[[ EXTRACTED INFORMATION open ]]

// Choices offered by the filter controls.
use super::sort::leading_int;
use shared::models::{FilterDimension, Unit};
use std::cmp::Ordering;
use std::collections::BTreeSet;

/// Distinct non-empty values of `dimension`, ordered by `comparator`.
pub fn distinct_values<'a, I, C>(units: I, dimension: FilterDimension, mut comparator: C) -> Vec<String>
where
    I: IntoIterator<Item = &'a Unit>,
    C: FnMut(&str, &str) -> Ordering,
{
    let unique: BTreeSet<&str> = units
        .into_iter()
        .map(|unit| unit.dimension_value(dimension))
        .filter(|value| !value.is_empty())
        .collect();
    let mut values: Vec<String> = unique.into_iter().map(str::to_string).collect();
    values.sort_by(|a, b| comparator(a, b));
    values
}

/// Region codes: "2" before "10".
pub fn numeric_order(a: &str, b: &str) -> Ordering {
    leading_int(a).cmp(&leading_int(b))
}

/// Byte-wise order, case and accents significant ("Z" before "a").
pub fn lexicographic_order(a: &str, b: &str) -> Ordering {
    a.cmp(b)
}
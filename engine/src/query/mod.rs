// Query engine: filter -> sort -> aggregate over a dataset, driven by a `QuerySpec`.
//
// Every function here is pure; the caller owns the `QuerySpec` and re-runs the whole
// batch whenever any part of it changes.
pub mod aggregate;
pub mod facets;
pub mod filter;
pub mod sort;

use crate::data::Dataset;
use serde::Serialize;
use shared::models::{QuerySpec, Summary, Unit};
use std::time::Instant;

pub use aggregate::{aggregate, units_with_project};
pub use facets::{distinct_values, lexicographic_order, numeric_order};
pub use filter::filter;
pub use sort::sort;

/// Rows to render plus the dashboard figures for them.
#[derive(Debug, Clone, Serialize)]
pub struct QueryResult<'a> {
    pub units: Vec<&'a Unit>,
    pub summary: Summary,
}

impl QueryResult<'_> {
    pub fn count(&self) -> usize {
        self.units.len()
    }
}

pub fn run<'a>(dataset: &'a Dataset, spec: &QuerySpec) -> QueryResult<'a> {
    let started = Instant::now();

    let mut units = filter(dataset.units(), spec);
    if let Some(key) = spec.sort_key {
        sort(&mut units, key, spec.sort_direction);
    }
    let summary = aggregate(units.iter().copied());

    tracing::debug!(
        load_id = %dataset.load_id(),
        matched = units.len(),
        total = dataset.len(),
        elapsed_us = started.elapsed().as_micros() as u64,
        "Query evaluated"
    );

    QueryResult { units, summary }
}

[[ EXTRACTED INFORMATION closed ]]

### WHAT NEEDS TO BE DONE
Working down the entries above, count each line in which "QueryResult" occurs, and state only the resulting number.

### WRITTEN REPLY
4